# Fair deal  - can you replace an executor?



## Alicia (6 Aug 2016)

I understand from another Law website an application can be made to the Circuit Court by way of Originating Motion, seeking the replacement of the executor after a year as an executor is given a year's period of grace normally, known as the "executor's year" within which to gather in the deceased's assets and to administer the estate. After that period has elapsed, a court is very open to removing an executor. The application is grounded on an affidavit which shows cause why the executor ought to be removed. Normally, it would either be for *cause* shown or simply by reason of the delay in administering the estate. As the role of an executor is non-paying in Ireland, the court is concerned only to see that the administration of the estate is carried out expeditiously and all matters dealt with.

My question is can the *cause* be incapacity to perform this role due diagnosed dementia? 

This would be extremely helpful to know as my  father  dies in 2015 and appointed my mother as sole executrix to his estate. We understand he has left her the house but his name is on the title deeds.  She is incapable of performing these duties of an Executrix. 
We having taken legal advice and advised to get probate and the title of the house put in mom names we would have to go through various steps with the High Court ultimately leading to having to make mom a ward of court. Besides the expense involved we would not want to do this  but we do need to fund mom's long term care and therefore need to be in a position to use the estate to fund this... 

We already have the fair deal ( nursing home support) approval but think we might not get the ancillary state support (loan) due the above and would rather not have the charge on the house anyway so again another reason for trying to address this via replacing the executrix route... 

Any information or similar experiences would be very very much appreciated.


----------



## irishmoss (6 Aug 2016)

Sorry for your loss

You can apply to the court to  obtain a probate officer’s order to issue a grant to a committee for the use and benefit of your mother during her incapacity in pursuant to Order 79 Rules 26/27 of the Superior Court Rules. In other words one of her children can act on her behalf. It will take about 4-6 weeks for the order and another six months for Probate. You also have to seek permission from the Ward of Court before getting the order. This not the same as making her a ward of court.
From reading about this before on this very informative site, it is quite a simple procedure but on talking to the probate office you do need a solicitor to do this so I have no idea on cost.

Would anyone here be able to advise further on the costs that a solicitor would charge?


----------



## Alicia (7 Aug 2016)

Thank you very much for your reply ...but I undertood that  in order to administer the Will and vesting of title in the house in Mom’s name, etc, the next step needed would be to make Mom a “Ward of Court “so the committee of the Executrix can administer the will on her behalf.  
If approved, Mom would be appointed a “case officer” and the committee members will have to account to this officer throughout the wardship for a financial/personal transactions relating to Mom. This is not what we want to do but unless I have misunderstood you, you are implying that the committee member, (one of her family)  can do this independently?
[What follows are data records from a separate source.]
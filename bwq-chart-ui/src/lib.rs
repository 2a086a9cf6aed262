//! Shared Dioxus components and D3.js bridge for the water-quality dashboard.
//!
//! This crate provides:
//! - `js_bridge`: Rust wrappers for the D3.js forecast chart and the CSV download via `js_sys::eval()`
//! - `state`: Reactive AppState with Dioxus Signals
//! - `components`: Reusable RSX components (status card, chips, legend, selectors, tables)

pub mod js_bridge;
pub mod state;
pub mod components;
Is that correct?  

Yes indeed it does need a solicitor, and if it's any help, I've been quoted to extracting a Grant of Probate and Administering the Estate of the Deceased is €2,750, plus VAT. 

However what I am really wanting to do is replace the executrix on the grounds of  non performance for the above cause and if I could request an "*ordinating motion*" in this circumstances?


----------



## irishmoss (7 Aug 2016)

It is my understanding that your next step would be to get a probate officers order to act as committee to your mother. You will have to get a letter from your mams doctor outlining her mental capacity. You then apply to wards of court office to get their permission ( again she is NOT being made a ward of court) and then you apply to the probate office to ask them to give an order to allow you to act as committee to your mother. You then proceed to take out probate. This allows you to act on her behalf during the time it takes to finalise the wishes of your father. From reading it seems your father was the owner of the house and it was not in joint names?

This will incur and additional charge on top of your fee quoted to take out probate.

You could get the first part done with a solicitor, and take out probate yourself if you had the time to do it so that would cut out the €2750 plus vat part

You can email the probate office, they are extremely helpful, outline your case to them ProbateGeneralOffice@courts.ie

The specific rule you are looking for information on on  is Order 79 Rules 26/27 of the Superior Court Rules. If you are getting a solicitor ask him to quote you for this and refer him to Order 79 rules 26/27


----------



## irishmoss (7 Aug 2016)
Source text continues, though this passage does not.